# dhcpd (dhcp server) will not start on boot.

## dgiorgio

dhcp server will not start on boot.

but it is possible to start after the system has loaded.

 *Quote:*   

> # /etc/init.d/dhcpd restart
> 
>  * Starting dhcpd ...     

 

 *Quote:*   

> # rc-update 
> 
>        NetworkManager |      default                 
> 
>                 acpid |      default                 
> ...

 

 *Quote:*   

> # more /etc/dhcp/dhcpd.conf
> 
> # dhcpd.conf
> 
> # Sample DHCP Server Configuration File
> ...

 

interface "vboxnet0" would be the problem?

----------

## tuner23

Hy,

dhcpd needs a succesfull started net interface, so yes vboxnet0 has to be up.

If you want to use it only with vbox, you have to wait till vbox is started.

Possible solutions are:

* change the dependencies in the init-scripts

e.g. try (hope the name of the service is /etc/init.d/vbox )

[code]/etc/init.d/dhcp

...

need net vbox

...

[code]

the problem here is that you ever have to update the init-script, when recompiling dhcpd.

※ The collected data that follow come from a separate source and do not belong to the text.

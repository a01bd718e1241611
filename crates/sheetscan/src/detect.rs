//! Bubble sampling and answer decision.
//!
//! For every bubble the engine averages grayscale intensity over a disc
//! inset off the printed ring, takes the darkest option per question, and
//! records it when the mean falls strictly below the sensitivity
//! threshold. The whole pass is a pure function of `(gray, subjects,
//! threshold)`: re-running it against a retained buffer with a different
//! threshold is exact and cheap.

use std::collections::BTreeMap;

use image::GrayImage;

use crate::layout::{self, SubjectSpec, OPTION_COUNT};

/// Sensitivity threshold on the `0..=255` luminance scale. A sampled
/// bubble counts as filled when its mean intensity is strictly below the
/// threshold. Below ~100 is strict (only heavy pencil marks register),
/// roughly 100–180 is the optimal band for typical print contrast, above
/// ~180 is permissive (paper shading starts to register).
pub const DEFAULT_THRESHOLD: u8 = 140;

/// Nested answer map: subject order (as string) → question number (as
/// string) → detected option letter. Both keys are small positive
/// integers serialized as strings for map-key compatibility with the
/// persistence collaborator. An absent question key means "unanswered" —
/// there is no explicit null marker.
pub type AnswerMap = BTreeMap<String, BTreeMap<String, char>>;

/// Detection outcome for one capture.
#[derive(Debug, Clone, serde::Serialize, serde::Deserialize)]
pub struct DetectionResult {
    /// Detected answers. Subject keys are always present; question keys
    /// only where a mark was detected.
    pub answers: AnswerMap,
    /// `filled / total`, in `[0, 1]`; defined as 0 for an empty sheet.
    /// A fill-rate heuristic, not a correctness measure.
    pub confidence: f32,
    /// Questions with a detected answer.
    pub filled: usize,
    /// Questions across all subjects.
    pub total: usize,
}

impl DetectionResult {
    /// Construct an empty result (no subjects, nothing detected).
    pub fn empty() -> Self {
        Self {
            answers: AnswerMap::new(),
            confidence: 0.0,
            filled: 0,
            total: 0,
        }
    }

    /// Recompute `filled` and `confidence` after an operator edit.
    pub(crate) fn recount(&mut self) {
        self.filled = self.answers.values().map(BTreeMap::len).sum();
        self.confidence = if self.total == 0 {
            0.0
        } else {
            self.filled as f32 / self.total as f32
        };
    }
}

/// Option letter for a 0-based option index (`0` → `A`).
#[inline]
pub fn option_letter(option: u32) -> char {
    (b'A' + option as u8) as char
}

/// 0-based option index for a printed letter, if the sheet carries it.
#[inline]
pub fn option_index(letter: char) -> Option<u32> {
    let idx = (letter as u32).checked_sub('A' as u32)?;
    (idx < OPTION_COUNT).then_some(idx)
}

/// Detect marked bubbles on a canonical grayscale buffer.
///
/// Subjects are processed ascending by `order`; their position in that
/// ordering is the geometry subject index. Ties between equally dark
/// options resolve to the first option in iteration order (`A` before
/// `B` …) — a deliberately preserved heuristic that cannot distinguish a
/// genuine double-mark from one mark plus noise.
pub fn detect_marks(gray: &GrayImage, subjects: &[SubjectSpec], threshold: u8) -> DetectionResult {
    let mut ordered: Vec<&SubjectSpec> = subjects.iter().collect();
    ordered.sort_by_key(|s| s.order);

    let radius = layout::sample_radius_px();
    let mut answers = AnswerMap::new();
    let mut filled = 0usize;
    let mut total = 0usize;

    for (subject_index, subject) in ordered.iter().enumerate() {
        let mut subject_answers = BTreeMap::new();
        for question in 1..=subject.question_count {
            total += 1;
            let mut darkest: Option<(u32, f32)> = None;
            for option in 0..OPTION_COUNT {
                let [cx, cy] =
                    layout::bubble_center(subject_index, question, option, subject.question_count);
                let Some(mean) = mean_disc_intensity(gray, cx, cy, radius) else {
                    continue;
                };
                // Strict comparison keeps the first option on an exact tie.
                if darkest.is_none_or(|(_, best)| mean < best) {
                    darkest = Some((option, mean));
                }
            }
            if let Some((option, mean)) = darkest {
                if mean < threshold as f32 {
                    subject_answers.insert(question.to_string(), option_letter(option));
                    filled += 1;
                }
            }
        }
        tracing::debug!(
            "subject {} ('{}'): {}/{} answered",
            subject.order,
            subject.name,
            subject_answers.len(),
            subject.question_count
        );
        answers.insert(subject.order.to_string(), subject_answers);
    }

    let confidence = if total == 0 {
        0.0
    } else {
        filled as f32 / total as f32
    };
    tracing::info!("{filled}/{total} questions answered (confidence {confidence:.3})");

    DetectionResult {
        answers,
        confidence,
        filled,
        total,
    }
}

/// Mean grayscale intensity over the disc of `radius` around `(cx, cy)`,
/// on the `0..=255` scale. Out-of-bounds pixels are skipped, not
/// zero-filled; a disc with no in-bounds pixels yields `None`.
fn mean_disc_intensity(gray: &GrayImage, cx: f32, cy: f32, radius: f32) -> Option<f32> {
    let (w, h) = gray.dimensions();
    let x_lo = (cx - radius).floor().max(0.0) as u32;
    let y_lo = (cy - radius).floor().max(0.0) as u32;
    let x_hi = ((cx + radius).ceil() as i64).min(w as i64 - 1);
    let y_hi = ((cy + radius).ceil() as i64).min(h as i64 - 1);
    if x_hi < x_lo as i64 || y_hi < y_lo as i64 {
        return None;
    }

    let r2 = radius * radius;
    let mut sum = 0.0f64;
    let mut count = 0u32;
    for y in y_lo..=y_hi as u32 {
        for x in x_lo..=x_hi as u32 {
            let dx = x as f32 - cx;
            let dy = y as f32 - cy;
            if dx * dx + dy * dy <= r2 {
                sum += gray.get_pixel(x, y)[0] as f64;
                count += 1;
            }
        }
    }
    (count > 0).then(|| (sum / count as f64) as f32)
}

* Or add dhcpd service to service local (/etc/local.d/), when everything is already up and running.

Hope that helps.

Greets,

Antonis.[/code]

----------

## khayyam

 *tuner23 wrote:*   

> [...] the problem here is that you ever have to update the init-script, when recompiling dhcpd.

 

tuner23 ...

rc_need_*, rc_after_*, rc_provide_*, rc_before_*, etc, can be defined in /etc/conf.d/* or /etc/rc.conf, so its better to make changes there rather than in /etc/init.d/*

An example, to have an interface need 'iptables' 

/etc/conf.d/net

```
rc_net_eth0_need="iptables"
```

or, similarly, to have 'ipset' start before 'iptables'.

/etc/conf.d/net

```
rc_ipset_before="iptables"
```

Anyhow, all this may be besides the point as I'm not even sure virtualbox is started via init. 

HTH & best ... khay

----------

## tuner23

Oh, thanks for the info..

----------

## dgiorgio

 *Quote:*   

> # more /etc/conf.d/modules 
> 
> # You can define a list modules for a specific kernel version,
> 
> # a released kernel version, a main kernel version or just a list.
> ...

 

the modules are started at boot.

how do I load the network interface "vboxnet0"?

----------